XHWS-FM
- Culiacán, Sinaloa; Mexico;
- Frequency: 102.5 MHz
- Branding: La Bestia Grupera

Programming
- Format: Grupera
- Affiliations: Grupo Audiorama Comunicaciones

Ownership
- Owner: Grupo RSN; (XHWS, S.A. de C.V.);

History
- First air date: November 15, 1957 (concession)
- Former call signs: XEWS-AM
- Former frequencies: 1010 kHz

Technical information
- Licensing authority: CRT
- Class: B1
- ERP: 25 kW
- HAAT: 35.92 m (117.8 ft)
- Transmitter coordinates: 24°49′56″N 107°24′17″W﻿ / ﻿24.83222°N 107.40472°W

Links
- Website: www.rsn.com.mx/gruporsn/

= XHWS-FM =

Radio station in Culiacán, Sinaloa

XHWS-FM is a radio station on 102.5 FM in Culiacán, Sinaloa, Mexico. It is owned by Grupo RSN and carries a grupera format known as La Bestia Grupera.

==History==
XEWS-AM 1010 received its concession on November 15, 1957. It was owned by Modesto Roberto Pérez and broadcast with 5,000 watts day and 250 night. Humaya, S.A. acquired XEWS in the 1960s. Eventually, Grupo ACIR owned the station and carried the formats including Radio Capital, Radio ACIR, and Inolvidable beginning in 2003. In April 2009, as part of a transaction involving most ACIR stations, it was sold to Radiorama to broadcast Romántica 1010, maintaining the romantic format.

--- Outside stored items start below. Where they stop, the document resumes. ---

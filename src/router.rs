//! Mapping request paths onto locations and the filesystem.

use std::fs;
use std::io;
use std::path::{Path, PathBuf};

use thiserror::Error;

use crate::config::Location;

/// Why a request path could not be mapped to a file.
#[derive(Debug, Error)]
pub enum ResolveError {
    #[error("path escapes the location root")]
    Escape,
    #[error("not found")]
    NotFound,
    #[error("permission denied")]
    PermissionDenied,
    #[error("filesystem error: {0}")]
    Io(#[source] io::Error),
}

impl ResolveError {
    pub fn status(&self) -> u16 {
        match self {
            Self::Escape | Self::PermissionDenied => 403,
            Self::NotFound => 404,
            Self::Io(_) => 500,
        }
    }
}

impl From<io::Error> for ResolveError {
    fn from(e: io::Error) -> Self {
        match e.kind() {
            io::ErrorKind::NotFound => Self::NotFound,
            io::ErrorKind::PermissionDenied => Self::PermissionDenied,
            _ if e.raw_os_error() == Some(libc::ENOTDIR) => Self::NotFound,
            _ => Self::Io(e),
        }
    }
}

#[derive(Debug, Clone, Copy, PartialEq, Eq)]
pub enum FileKind {
    Directory,
    Regular,
    Other,
}

/// A request path mapped onto an existing file under its location root.
#[derive(Debug, Clone, PartialEq, Eq)]
pub struct Target {
    /// Canonical path.
    pub path: PathBuf,
    pub kind: FileKind,
}

/// Resolve //, /./, and /../ in a decoded request path.
///
/// Returns None if the path does not start with a slash or climbs above the root.
pub fn normalize_path(path: &str) -> Option<String> {
    if !path.starts_with('/') {
        return None;
    }
    let mut components = Vec::new();
    for component in path.split('/') {
        match component {
            "" | "." => {}
            ".." => {
                components.pop()?;
            }
            component => components.push(component),
        }
    }
    let mut normalized = format!("/{}", components.join("/"));
    if path.ends_with('/') && !components.is_empty() {
        normalized.push('/');
    }
    Some(normalized)
}

/// Whether `location` covers `path`: equal, or a prefix ending at a component boundary.
fn is_prefix_match(path: &str, location: &str) -> bool {
    if location.is_empty() || location == "/" {
        return true;
    }
    if !path.starts_with(location) {
        return false;
    }
    path.len() == location.len()
        || path.as_bytes()[location.len()] == b'/'
        || location.ends_with('/')
}

/// Index of the location serving `path`. Locations must be sorted longest first.
pub fn find_best_match(path: &str, locations: &[Location]) -> Option<usize> {
    locations
        .iter()
        .position(|location| is_prefix_match(path, &location.path))
}

/// Join prefix, location root and request path with exactly one slash at each boundary.
pub fn build_full_path(prefix: &str, root: &str, path: &str) -> String {
    let prefix = prefix.trim_end_matches('/');
    let root = root.trim_end_matches('/');
    let root = if prefix.is_empty() || root.starts_with('/') || root.is_empty() {
        root.to_string()
    } else {
        format!("/{}", root.trim_start_matches("./"))
    };
    if path.starts_with('/') {
        format!("{}{}{}", prefix, root, path)
    } else {
        format!("{}{}/{}", prefix, root, path)
    }
}

/// Map `path` onto the filesystem under `prefix` + `root`, refusing anything that ends up outside
/// the canonical root (through `..` or symlinks).
pub fn resolve(prefix: &str, root: &str, path: &str) -> Result<Target, ResolveError> {
    let canonical_root = fs::canonicalize(build_full_path(prefix, root, "/"))?;
    let full_path = build_full_path(prefix, root, path);
    let canonical = fs::canonicalize(Path::new(&full_path))?;
    if !canonical.starts_with(&canonical_root) {
        return Err(ResolveError::Escape);
    }
    let file_type = fs::metadata(&canonical)?.file_type();
    let kind = if file_type.is_dir() {
        FileKind::Directory
    } else if file_type.is_file() {
        FileKind::Regular
    } else {
        FileKind::Other
    };
    Ok(Target {
        path: canonical,
        kind,
    })
}

#[cfg(test)]
mod test {
    use super::*;

    use std::os::unix::fs::symlink;

    use test_case::test_case;

    use crate::config::Config;

    #[test]
    fn normalize_path_works() {
        let test_cases = &[
            ("", None),
            ("/", Some("/")),
            ("/.", Some("/")),
            ("/./", Some("/")),
            ("/.d", Some("/.d")),
            ("//.d", Some("/.d")),
            ("/../", None),
            ("/abc", Some("/abc")),
            ("/abc/", Some("/abc/")),
            ("/abc/.", Some("/abc")),
            ("/abc/./", Some("/abc/")),
            ("/abc/..", Some("/")),
            ("/abc/../def/", Some("/def/")),
            ("/abc/../def/../../", None),
            ("/a/b/c/../../d/", Some("/a/d/")),
            ("/a/b/../../../c", None),
            ("//a///b////c/////", Some("/a/b/c/")),
            ("relative", None),
        ];
        for (path, expected) in test_cases {
            assert_eq!(
                normalize_path(path),
                expected.map(|s| s.to_string()),
                "{}",
                path
            );
        }
    }

    fn locations() -> Vec<Location> {
        Config::parse(
            "server { root /r;
                location /images { }
                location /images/thumbs { }
                location /api/ { }
                location /cgi-bin { }
            }",
        )
        .unwrap()
        .servers
        .remove(0)
        .locations
    }

    #[test_case("/", "/" ; "root")]
    #[test_case("/index.html", "/" ; "fallback")]
    #[test_case("/images", "/images" ; "exact")]
    #[test_case("/images/a.png", "/images" ; "prefix")]
    #[test_case("/images/thumbs/a.png", "/images/thumbs" ; "longest prefix")]
    #[test_case("/imagesx", "/" ; "not at boundary")]
    #[test_case("/api/v1", "/api/" ; "location with trailing slash")]
    #[test_case("/api", "/" ; "shorter than location")]
    fn find_best_match_works(path: &str, expected: &str) {
        let locations = locations();
        let index = find_best_match(path, &locations).unwrap();
        assert_eq!(locations[index].path, expected);
        assert_eq!(find_best_match(path, &locations), Some(index));
    }

    #[test_case("", "/var/www", "/a.html", "/var/www/a.html" ; "no prefix")]
    #[test_case("", "/var/www/", "/a.html", "/var/www/a.html" ; "root with slash")]
    #[test_case("/srv/", "/www", "/a.html", "/srv/www/a.html" ; "prefix with slash")]
    #[test_case("/srv", "./www", "/a.html", "/srv/www/a.html" ; "relative root")]
    #[test_case("", "www", "a.html", "www/a.html" ; "path without slash")]
    fn build_full_path_works(prefix: &str, root: &str, path: &str, expected: &str) {
        assert_eq!(build_full_path(prefix, root, path), expected);
    }

    struct Site {
        dir: tempfile::TempDir,
    }

    impl Site {
        fn new() -> Self {
            let dir = tempfile::tempdir().unwrap();
            fs::create_dir_all(dir.path().join("www/sub")).unwrap();
            fs::write(dir.path().join("www/index.html"), "hi").unwrap();
            fs::write(dir.path().join("www/sub/page.html"), "page").unwrap();
            fs::write(dir.path().join("secret.txt"), "secret").unwrap();
            symlink(dir.path().join("secret.txt"), dir.path().join("www/leak.txt")).unwrap();
            symlink(
                dir.path().join("www/sub/page.html"),
                dir.path().join("www/alias.html"),
            )
            .unwrap();
            Self { dir }
        }

        fn resolve(&self, path: &str) -> Result<Target, ResolveError> {
            resolve(self.dir.path().to_str().unwrap(), "www", path)
        }
    }

    #[test]
    fn resolves_files_and_directories() {
        let site = Site::new();
        let target = site.resolve("/index.html").unwrap();
        assert_eq!(target.kind, FileKind::Regular);
        assert!(target.path.ends_with("www/index.html"));
        assert_eq!(site.resolve("/sub/").unwrap().kind, FileKind::Directory);
        assert_eq!(site.resolve("/").unwrap().kind, FileKind::Directory);
    }

    #[test]
    fn symlink_inside_root_is_allowed() {
        let site = Site::new();
        let target = site.resolve("/alias.html").unwrap();
        assert!(target.path.ends_with("www/sub/page.html"));
    }

    #[test_case("/leak.txt" ; "symlink")]
    #[test_case("/../secret.txt" ; "dot dot")]
    #[test_case("/sub/../../secret.txt" ; "nested dot dot")]
    fn refuses_escape(path: &str) {
        let site = Site::new();
        let error = site.resolve(path).unwrap_err();
        assert!(matches!(error, ResolveError::Escape), "{:?}", error);
        assert_eq!(error.status(), 403);
    }

    #[test_case("/missing.html" ; "missing")]
    #[test_case("/index.html/child" ; "file as directory")]
    fn missing_is_not_found(path: &str) {
        let site = Site::new();
        let error = site.resolve(path).unwrap_err();
        assert!(matches!(error, ResolveError::NotFound), "{:?}", error);
        assert_eq!(error.status(), 404);
    }
}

XEWS migrated to FM in 2010. In 2015, Romántica moved to another XHCSI-FM 89.5 and the Los 40 Principales franchise becoming the station that previously broadcast XHIN-FM 95.3. In December 2016, XHWS and sister station XHENZ-FM 92.9 were separated from Radiorama and flipped to MegaRadio formats, marking MegaRadio's second expansion in Sinaloa in just months after it had previously entered Mazatlán. As a result, XHWS changed from Los 40 to Switch FM, keeping a pop format. This lasted until June 2017, when the Audiorama La Bestia Grupera format was instituted.

In mid-2017, XHWS was sold by Radiorama to RSN, making it sister to XHESA-FM 101.7. However, XHWS continues to carry the La Bestia Grupera format and was also the Culiacán affiliate for the national afternoon newscast hosted by Javier Alatorre, which was syndicated by Grupo Comunicación Integral de México, a company affiliated with Audiorama.